_Required action_
Every line from the start of the records below to the line containing "let state = self.storage.state_mut();" should be retyped exactly, that line included, and no others.

_Exercise input_

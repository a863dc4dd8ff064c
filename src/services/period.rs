//! Period service
//!
//! Starts a new accounting month: clears the ledger and moves the month
//! marker to the current calendar month. Budgets carry over unchanged.

use crate::audit::AuditEntry;
use crate::error::TrackerResult;
use crate::models::{Money, Month};
use crate::services::confirm::Confirm;
use crate::storage::Storage;

/// Service for month management
pub struct PeriodService<'a> {
    storage: &'a mut Storage,
}

/// Summary of a completed reset
#[derive(Debug, Clone, PartialEq, Eq)]
pub struct ResetSummary {
    pub previous_month: Month,
    pub new_month: Month,
    pub cleared: usize,
    pub cleared_total: Money,
}

impl<'a> PeriodService<'a> {
    pub fn new(storage: &'a mut Storage) -> Self {
        Self { storage }
    }

    /// The active month
    pub fn current(&self) -> Month {
        self.storage.state().month
    }

    /// Start the current calendar month once the user confirms
    ///
    /// Returns `Ok(None)` if the user declined; nothing is changed then.
    pub fn reset_month(&mut self, confirm: &mut dyn Confirm) -> TrackerResult<Option<ResetSummary>> {
        self.reset_month_to(Month::current(), confirm)
    }

    /// Start `new_month` once the user confirms
    pub fn reset_month_to(
        &mut self,
        new_month: Month,
        confirm: &mut dyn Confirm,
    ) -> TrackerResult<Option<ResetSummary>> {
        let state = self.storage.state();
        let prompt = format!(
            "Start {}? All {} expense(s) recorded for {} will be deleted.",
            new_month,
            state.expenses.len(),
            state.month
        );
        if !confirm.confirm(&prompt) {
            return Ok(None);
        }

        let previous_month = state.month;
        let state = self.storage.state_mut();
        let cleared = state.expenses.clear();
        state.month = new_month;

        self.storage.save_expenses()?;
        self.storage.save_month()?;

        let summary = ResetSummary {
            previous_month,
            new_month,
            cleared: cleared.len(),
            cleared_total: cleared.iter().map(|e| e.amount).sum(),
        };

        let entry = AuditEntry::reset(
            previous_month.to_string(),
            new_month.to_string(),
            &cleared,
            format!(
                "month: {} -> {}, cleared {} expense(s) totalling {}",
                previous_month, new_month, summary.cleared, summary.cleared_total
            ),
        );
        self.storage.log_entry(&entry);

        Ok(Some(summary))
    }
}

#[cfg(test)]
mod tests {
    use super::*;
    use crate::config::paths::TrackerPaths;
    use crate::models::ExpenseDraft;
    use chrono::{TimeZone, Utc};
    use tempfile::TempDir;

    fn january() -> Month {
        Month::new(2024, 1).unwrap()
    }

    fn february() -> Month {
        Month::new(2024, 2).unwrap()
    }

    fn seed(storage: &mut Storage) {
        let at = Utc.with_ymd_and_hms(2024, 1, 20, 8, 15, 0).unwrap();
        let state = storage.state_mut();
        state.categories.upsert("Books", Money::from_units(500));
        state
            .expenses
            .add(ExpenseDraft::new(Money::from_units(100), "Food", ""), &at);
        state
            .expenses
            .add(ExpenseDraft::new(Money::from_cents(2550), "Books", "novel"), &at);
    }

    #[test]
    fn test_reset_clears_expenses_and_keeps_budgets() {
        let mut storage = Storage::in_memory();
        storage.load_as_of(january()).unwrap();
        seed(&mut storage);
        let categories = storage.state().categories.clone();

        let mut service = PeriodService::new(&mut storage);
        let summary = service
            .reset_month_to(february(), &mut |_: &str| true)
            .unwrap()
            .unwrap();

        assert_eq!(summary.previous_month, january());
        assert_eq!(summary.new_month, february());
        assert_eq!(summary.cleared, 2);
        assert_eq!(summary.cleared_total, Money::from_cents(12550));
        assert_eq!(service.current(), february());

        assert!(storage.state().expenses.is_empty());
        assert_eq!(storage.state().categories, categories);
    }

    #[test]
    fn test_declined_reset_changes_nothing() {
        let mut storage = Storage::in_memory();
        storage.load_as_of(january()).unwrap();
        seed(&mut storage);
        let before = storage.state().clone();

        let mut prompts = Vec::new();
        let mut decline = |prompt: &str| {
            prompts.push(prompt.to_string());
            false
        };
        let result = PeriodService::new(&mut storage)
            .reset_month_to(february(), &mut decline)
            .unwrap();

        assert!(result.is_none());
        assert_eq!(storage.state(), &before);
        assert_eq!(prompts.len(), 1);
        assert!(prompts[0].contains("2 expense(s)"));
    }

    #[test]
    fn test_reset_uses_current_month() {
        let mut storage = Storage::in_memory();
        storage.load_as_of(january()).unwrap();

        let summary = PeriodService::new(&mut storage)
            .reset_month(&mut |_: &str| true)
            .unwrap()
            .unwrap();
        assert_eq!(summary.new_month, Month::current());
    }

    #[test]
    fn test_reset_is_persisted_and_audited() {
        let temp_dir = TempDir::new().unwrap();
        let paths = TrackerPaths::with_base_dir(temp_dir.path().to_path_buf());

        let mut storage = Storage::open(&paths).unwrap();
        storage.load_as_of(january()).unwrap();
        seed(&mut storage);
        storage.save_all().unwrap();

        PeriodService::new(&mut storage)
            .reset_month_to(february(), &mut |_: &str| true)
            .unwrap();

        let mut reopened = Storage::open(&paths).unwrap();
        reopened.load_as_of(january()).unwrap();
        assert_eq!(reopened.state().month, february());
        assert!(reopened.state().expenses.is_empty());
        assert!(reopened.state().categories.contains("Books"));

        let entries = storage.audit_logger().unwrap().read_all().unwrap();
        assert_eq!(entries.len(), 1);
        assert_eq!(entries[0].entity_id, "2024-01");
    }
}
//! Budget service
//!
//! Manages the budget registry: adding, re-budgeting and removing categories,
//! and reporting spend against each category's limit.

use serde::Serialize;
use std::collections::BTreeMap;

use crate::audit::EntityType;
use crate::error::{TrackerError, TrackerResult};
use crate::models::{BudgetStatus, CategoryBudget, Money, Thresholds};
use crate::services::confirm::Confirm;
use crate::storage::Storage;

/// Service for the budget registry
pub struct BudgetService<'a> {
    storage: &'a mut Storage,
    thresholds: Thresholds,
}

/// What `add_category` did
#[derive(Debug, Clone, Copy, PartialEq, Eq)]
pub enum AddCategoryOutcome {
    Created,
    /// The category existed; its budget was overwritten in place
    Replaced { previous: Money },
}

/// Audit payload for category entries
#[derive(Serialize)]
struct CategoryRecord<'a> {
    name: &'a str,
    budget: Money,
}

impl<'a> BudgetService<'a> {
    pub fn new(storage: &'a mut Storage) -> Self {
        Self {
            storage,
            thresholds: Thresholds::default(),
        }
    }

    /// Use custom warning/critical thresholds for status reports
    pub fn with_thresholds(mut self, thresholds: Thresholds) -> Self {
        self.thresholds = thresholds;
        self
    }

    /// Add a category or overwrite the budget of an existing one
    ///
    /// Blank name or budget input is skipped and returns `Ok(None)`.
    pub fn add_category(
        &mut self,
        name: &str,
        budget_input: &str,
    ) -> TrackerResult<Option<AddCategoryOutcome>> {
        let name = name.trim();
        let budget_input = budget_input.trim();
        if name.is_empty() || budget_input.is_empty() {
            return Ok(None);
        }

        let budget = parse_budget(budget_input)?;
        let previous = self.storage.state_mut().categories.upsert(name, budget);
        self.storage.save_categories()?;

        let after = CategoryRecord { name, budget };
        match previous {
            Some(previous) => {
                let before = CategoryRecord {
                    name,
                    budget: previous,
                };
                self.storage.log_update(
                    EntityType::Category,
                    name,
                    None,
                    &before,
                    &after,
                    Some(budget_diff(previous, budget)),
                );
                Ok(Some(AddCategoryOutcome::Replaced { previous }))
            }
            None => {
                self.storage
                    .log_create(EntityType::Category, name, None, &after);
                Ok(Some(AddCategoryOutcome::Created))
            }
        }
    }

    /// Overwrite the budget of an existing category, returning the old limit
    pub fn update_budget(&mut self, name: &str, budget_input: &str) -> TrackerResult<Money> {
        let name = name.trim();
        if !self.storage.state().categories.contains(name) {
            return Err(TrackerError::category_not_found(name));
        }

        let budget = parse_budget(budget_input.trim())?;
        let previous = self
            .storage
            .state_mut()
            .categories
            .set_budget(name, budget)
            .ok_or_else(|| TrackerError::category_not_found(name))?;
        self.storage.save_categories()?;

        self.storage.log_update(
            EntityType::Category,
            name,
            None,
            &CategoryRecord {
                name,
                budget: previous,
            },
            &CategoryRecord { name, budget },
            Some(budget_diff(previous, budget)),
        );

        Ok(previous)
    }

    /// Remove a category once the user confirms
    ///
    /// Expenses recorded against it are kept. Returns false if the user
    /// declined, leaving the registry unchanged.
    pub fn remove_category(
        &mut self,
        name: &str,
        confirm: &mut dyn Confirm,
    ) -> TrackerResult<bool> {
        let name = name.trim();
        if !self.storage.state().categories.contains(name) {
            return Err(TrackerError::category_not_found(name));
        }

        let prompt = format!("Delete category \"{}\"? Its expenses are kept.", name);
        if !confirm.confirm(&prompt) {
            return Ok(false);
        }

        let budget = self
            .storage
            .state_mut()
            .categories
            .remove(name)
            .ok_or_else(|| TrackerError::category_not_found(name))?;
        self.storage.save_categories()?;

        self.storage.log_delete(
            EntityType::Category,
            name,
            None,
            &CategoryRecord { name, budget },
        );

        Ok(true)
    }

    /// Registered categories in display order
    pub fn list(&self) -> Vec<CategoryBudget> {
        self.storage.state().categories.iter().cloned().collect()
    }

    /// Budget status for one category
    pub fn status(&self, name: &str) -> TrackerResult<BudgetStatus> {
        let state = self.storage.state();
        if !state.categories.contains(name) {
            return Err(TrackerError::category_not_found(name));
        }
        Ok(state.status(name, self.thresholds))
    }

    /// Budget status for every registered category, in registry order
    pub fn statuses(&self) -> Vec<BudgetStatus> {
        self.storage.state().statuses(self.thresholds)
    }

    /// Spend against categories no longer in the registry
    pub fn orphaned(&self) -> BTreeMap<String, Money> {
        self.storage.state().orphaned_spend()
    }
}

fn parse_budget(input: &str) -> TrackerResult<Money> {
    let budget = Money::parse(input)
        .map_err(|_| TrackerError::Validation(format!("Invalid budget: {}", input)))?;
    if budget.is_negative() {
        return Err(TrackerError::Validation(format!(
            "Budget cannot be negative: {}",
            input
        )));
    }
    Ok(budget)
}

fn budget_diff(before: Money, after: Money) -> String {
    format!("budget: {} -> {}", before, after)
}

_Answer below_
repository a863dc4dd8ff064c
filename src/services/period.rs
//! Period service
//!
//! Starts a new accounting month: clears the ledger and moves the month
//! marker to the current calendar month. Budgets carry over unchanged.

use crate::audit::AuditEntry;
use crate::error::TrackerResult;
use crate::models::{Money, Month};
use crate::services::confirm::Confirm;
use crate::storage::Storage;

/// Service for month management
pub struct PeriodService<'a> {
    storage: &'a mut Storage,
}

/// Summary of a completed reset
#[derive(Debug, Clone, PartialEq, Eq)]
pub struct ResetSummary {
    pub previous_month: Month,
    pub new_month: Month,
    pub cleared: usize,
    pub cleared_total: Money,
}

impl<'a> PeriodService<'a> {
    pub fn new(storage: &'a mut Storage) -> Self {
        Self { storage }
    }

    /// The active month
    pub fn current(&self) -> Month {
        self.storage.state().month
    }

    /// Start the current calendar month once the user confirms
    ///
    /// Returns `Ok(None)` if the user declined; nothing is changed then.
    pub fn reset_month(&mut self, confirm: &mut dyn Confirm) -> TrackerResult<Option<ResetSummary>> {
        self.reset_month_to(Month::current(), confirm)
    }

    /// Start `new_month` once the user confirms
    pub fn reset_month_to(
        &mut self,
        new_month: Month,
        confirm: &mut dyn Confirm,
    ) -> TrackerResult<Option<ResetSummary>> {
        let state = self.storage.state();
        let prompt = format!(
            "Start {}? All {} expense(s) recorded for {} will be deleted.",
            new_month,
            state.expenses.len(),
            state.month
        );
        if !confirm.confirm(&prompt) {
            return Ok(None);
        }

        let previous_month = state.month;
        let state = self.storage.state_mut();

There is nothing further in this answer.